Developer Tools

Saying Goodbye to Agile

Viral critique argues Agile was vague and solved problems already addressed decades earlier.

Deep Dive

A provocative viral essay declares it's time to say goodbye to Agile, arguing the methodology has been fundamentally flawed since its inception. The author contends the 2001 Agile Manifesto was built on vague platitudes like "customer collaboration over contract negotiation" and commercially unworkable ideals like welcoming late-stage requirement changes. More critically, the piece asserts Agile's core marketing—positioning itself as the antidote to the failing Waterfall model—was a strawman. It cites 1970s papers from Winston W. Royce and others that already identified Waterfall's flaws and advocated for iterative development, customer involvement, and prototyping, all principles later rebranded as Agile innovations.

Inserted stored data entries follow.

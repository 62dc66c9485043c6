use serde::{Deserialize, Serialize};
use tracing::{debug, info, warn};

use super::cell::CellState;
use super::min_residual::{check_by_min_residual, sort_by_residual, Candidate, SelectionOutcome};
use super::seed::{remap_coverage, seeding_order, CoverageRemap};
use super::MappingContext;
use crate::coverage_map::CoverageMap;
use crate::error::MapperError;
use crate::grid::{DescriptorGrid, Resolution};
use crate::settings::MapperSettings;
use crate::traits::{CoverageSolver, Scaler};

/// A prior coverage map reused as initial guesses.
#[derive(Debug, Clone, Default, PartialEq, Serialize, Deserialize)]
pub struct SeedMap {
    pub map: CoverageMap,
    /// Species ordering of the prior coverages, if it differs from the current run.
    #[serde(default)]
    pub adsorbate_names: Option<Vec<String>>,
}

/// Inputs of one mapping call.
#[derive(Debug, Clone, PartialEq, Serialize, Deserialize)]
pub struct MappingRequest {
    pub descriptor_ranges: Vec<(f64, f64)>,
    pub resolution: Resolution,
    #[serde(default)]
    pub seed: Option<SeedMap>,
}

/// Result of a mapping call.
#[derive(Debug, Clone, PartialEq, Serialize, Deserialize)]
pub struct CoverageMapping {
    /// Deduplicated solved points, in insertion order.
    pub map: CoverageMap,
    /// Grid cells left without a solution.
    pub unresolved: usize,
    /// Number of sweeps performed, including the one that observed no progress.
    pub sweeps: usize,
}

/// What seeding from a prior map achieved.
#[derive(Debug, Clone, Copy, Default, PartialEq, Eq)]
pub struct SeedSummary {
    /// Prior entries that converged and now resolve a grid cell.
    pub solved: usize,
    /// Prior entries that do not lie on the grid.
    pub off_grid: usize,
    /// Prior coverages that had to be remapped to the current species.
    pub remapped: usize,
}

/// Sweeps a descriptor grid until no cell makes further progress.
pub struct GridMapper<'a, S, V> {
    ctx: MappingContext<'a, S, V>,
    grid: DescriptorGrid,
    cells: Vec<CellState>,
    sweeps: usize,
}

impl<'a, S: Scaler, V: CoverageSolver> GridMapper<'a, S, V> {
    pub fn new(
        scaler: &'a S,
        solver: &'a mut V,
        settings: &'a MapperSettings,
        grid: DescriptorGrid,
    ) -> Result<Self, MapperError> {
        settings.validate()?;
        let cells = vec![CellState::default(); grid.len()];
        Ok(Self {
            ctx: MappingContext::new(scaler, solver, settings),
            grid,
            cells,
            sweeps: 0,
        })
    }

    pub fn grid(&self) -> &DescriptorGrid {
        &self.grid
    }

    pub fn map(&self) -> &CoverageMap {
        self.ctx.map()
    }

    pub fn cell(&self, i: usize, j: usize) -> Option<&CellState> {
        let (m, n) = self.grid.shape();
        if i >= m || j >= n {
            return None;
        }
        self.cells.get(self.index(i, j))
    }

    pub fn unresolved_count(&self) -> usize {
        self.cells.iter().filter(|cell| !cell.is_resolved()).count()
    }

    /// Euclidean norm of the per-cell progress scores.
    pub fn progress(&self) -> f64 {
        let n = self.n_directions();
        self.cells
            .iter()
            .map(|cell| cell.score(n).powi(2))
            .sum::<f64>()
            .sqrt()
    }

    /// Solves directly at every grid cell covered by `seed`, using the prior
    /// coverages as initial guesses.
    pub fn seed(&mut self, seed: &SeedMap) -> SeedSummary {
        let mut summary = SeedSummary::default();
        let precision = self.ctx.settings().descriptor_decimal_precision;
        let current = self.ctx.adsorbate_names().to_vec();

        for entry in seeding_order(&seed.map) {
            let pt = entry.point.rounded(precision);
            let Some((i, j)) = self.grid.locate(&entry.point, precision) else {
                debug!(%pt, "initial guess point is not on the grid");
                summary.off_grid += 1;
                continue;
            };

            let (guess, remap) =
                remap_coverage(&entry.coverage, &current, seed.adsorbate_names.as_deref());
            if remap != CoverageRemap::Unchanged {
                summary.remapped += 1;
            }

            match self.ctx.solve_point(&entry.point, &guess) {
                Ok(coverage) => {
                    self.ctx.record(entry.point.clone(), coverage.clone());
                    let index = self.index(i, j);
                    self.cells[index] = CellState::Resolved { coverage };
                    summary.solved += 1;
                    debug!(%pt, ?remap, "solved from initial guess");
                }
                Err(err) => {
                    debug!(%pt, ?remap, error = %err, "initial guess did not converge");
                }
            }
        }

        info!(
            solved = summary.solved,
            off_grid = summary.off_grid,
            remapped = summary.remapped,
            "seeded from prior coverage map"
        );
        summary
    }

    /// Runs sweeps while the progress measure strictly increases.
    pub fn run(&mut self) {
        let mut previous = -1.0;
        let mut current = self.progress();
        while current > previous {
            info!(
                n_unmapped = self.unresolved_count(),
                n_iter = self.sweeps,
                "points do not have valid solution"
            );
            previous = current;
            self.sweep();
            current = self.progress();
        }

        let n_unmapped = self.unresolved_count();
        if n_unmapped == 0 {
            info!(n_iter = self.sweeps, "found solutions at all points");
        } else {
            warn!(n_unmapped, n_iter = self.sweeps, "no solution at some points");
        }
    }

    /// One pass over every cell, rows then columns.
    pub fn sweep(&mut self) {
        let (m, n) = self.grid.shape();
        for i in 0..m {
            for j in 0..n {
                self.resolve_cell(i, j);
            }
        }
        self.sweeps += 1;
    }

    pub fn finish(self) -> CoverageMapping {
        let unresolved = self.unresolved_count();
        let precision = self.ctx.settings().descriptor_decimal_precision;
        CoverageMapping {
            map: self.ctx.into_map().deduplicated(precision),
            unresolved,
            sweeps: self.sweeps,
        }
    }

    /// Searches the untried directions of cell `(i, j)`.
    ///
    /// A cell with no candidates this sweep keeps its in-bounds directions
    /// open, so neighbors solved later can still reach it.
    fn resolve_cell(&mut self, i: usize, j: usize) {
        let settings = self.ctx.settings();
        let n_directions = settings.search_directions.len();
        let index = self.index(i, j);
        if !self.cells[index].needs_search(n_directions) {
            return;
        }
        let CellState::Unresolved { tried } = &self.cells[index] else {
            return;
        };
        let mut tried = tried.clone();

        let this_pt = self.grid.point(i, j);
        let mut candidates = Vec::new();

        for (k, direction) in settings.search_directions.iter().enumerate() {
            if tried.contains(&k) {
                continue;
            }
            let Some((si, sj)) = self.grid.offset((i, j), (direction.0, direction.1)) else {
                tried.insert(k);
                continue;
            };

            let sol_pt = self.grid.point(si, sj);
            if sol_pt == this_pt {
                for guess in self.ctx.initial_guesses(&this_pt) {
                    let residual = self.ctx.residual_at(&this_pt, &guess);
                    candidates.push(Candidate {
                        residual,
                        origin: sol_pt.clone(),
                        guess,
                    });
                }
                tried.insert(k);
            } else if let Some(guess) = self
                .ctx
                .map()
                .retrieve(&sol_pt, settings.descriptor_decimal_precision)
                .cloned()
            {
                let residual = self.ctx.residual_at(&this_pt, &guess);
                candidates.push(Candidate {
                    residual,
                    origin: sol_pt,
                    guess,
                });
                tried.insert(k);
            }
        }

        sort_by_residual(&mut candidates);
        let precision = settings.descriptor_decimal_precision;
        let outcome = match check_by_min_residual(&mut self.ctx, candidates, &this_pt, false) {
            SelectionOutcome::Remaining(mut remaining)
                if settings.max_bisections > 0 && !remaining.is_empty() =>
            {
                debug!(
                    pt = %this_pt.rounded(precision),
                    "no solution from current information; attempting bisection"
                );
                sort_by_residual(&mut remaining);
                check_by_min_residual(&mut self.ctx, remaining, &this_pt, true)
            }
            SelectionOutcome::Remaining(remaining) => {
                if settings.max_bisections > 0 {
                    debug!(
                        pt = %this_pt.rounded(precision),
                        "no solution from current information; no nearby points for bisection"
                    );
                }
                SelectionOutcome::Remaining(remaining)
            }
            converged => converged,
        };

        self.cells[index] = match outcome {
            SelectionOutcome::Converged(coverage) => CellState::Resolved { coverage },
            SelectionOutcome::Remaining(_) => CellState::Unresolved { tried },
        };
    }

    fn index(&self, i: usize, j: usize) -> usize {
        i * self.grid.shape().1 + j
    }

    fn n_directions(&self) -> usize {
        self.ctx.settings().search_directions.len()
    }
}

/// Maps steady-state coverages over the grid described by `request`.
///
/// Per-cell convergence failures never abort the call; they are reported as
/// [`CoverageMapping::unresolved`]. Only malformed inputs return an error.
pub fn map_coverages<S: Scaler, V: CoverageSolver>(
    scaler: &S,
    solver: &mut V,
    settings: &MapperSettings,
    request: &MappingRequest,
) -> Result<CoverageMapping, MapperError> {
    let grid = DescriptorGrid::new(&request.descriptor_ranges, request.resolution)?;
    let mut mapper = GridMapper::new(scaler, solver, settings, grid)?;
    if let Some(seed) = &request.seed {
        mapper.seed(seed);
    }
    mapper.run();
    Ok(mapper.finish())
}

The essay posits that the current shift is being driven by the practical demands of working with LLMs like GPT-4 and Claude 3. These models require precise, unambiguous specifications to generate correct code, fostering a renaissance of Spec-Driven Development. This approach inverts a core Agile tenet, prioritizing comprehensive documentation to *create* working software. The author concludes that between its vague original definition and its solution to a problem already being solved, Agile adds little value to modern, AI-augmented software engineering and belongs in the "dustbin of history."

Key Points
  • The Agile Manifesto (2001) is criticized as vague and containing unworkable ideals, offering little concrete guidance.
  • The essay argues iterative development and customer collaboration were established in 1970s engineering literature, long before Agile.
  • The rise of LLMs is catalyzing a shift to Spec-Driven Development, which prioritizes precise documentation over Agile's working software mantra.

Why It Matters

For tech leaders, it challenges foundational project management dogma and highlights how AI tools are reshaping development workflows.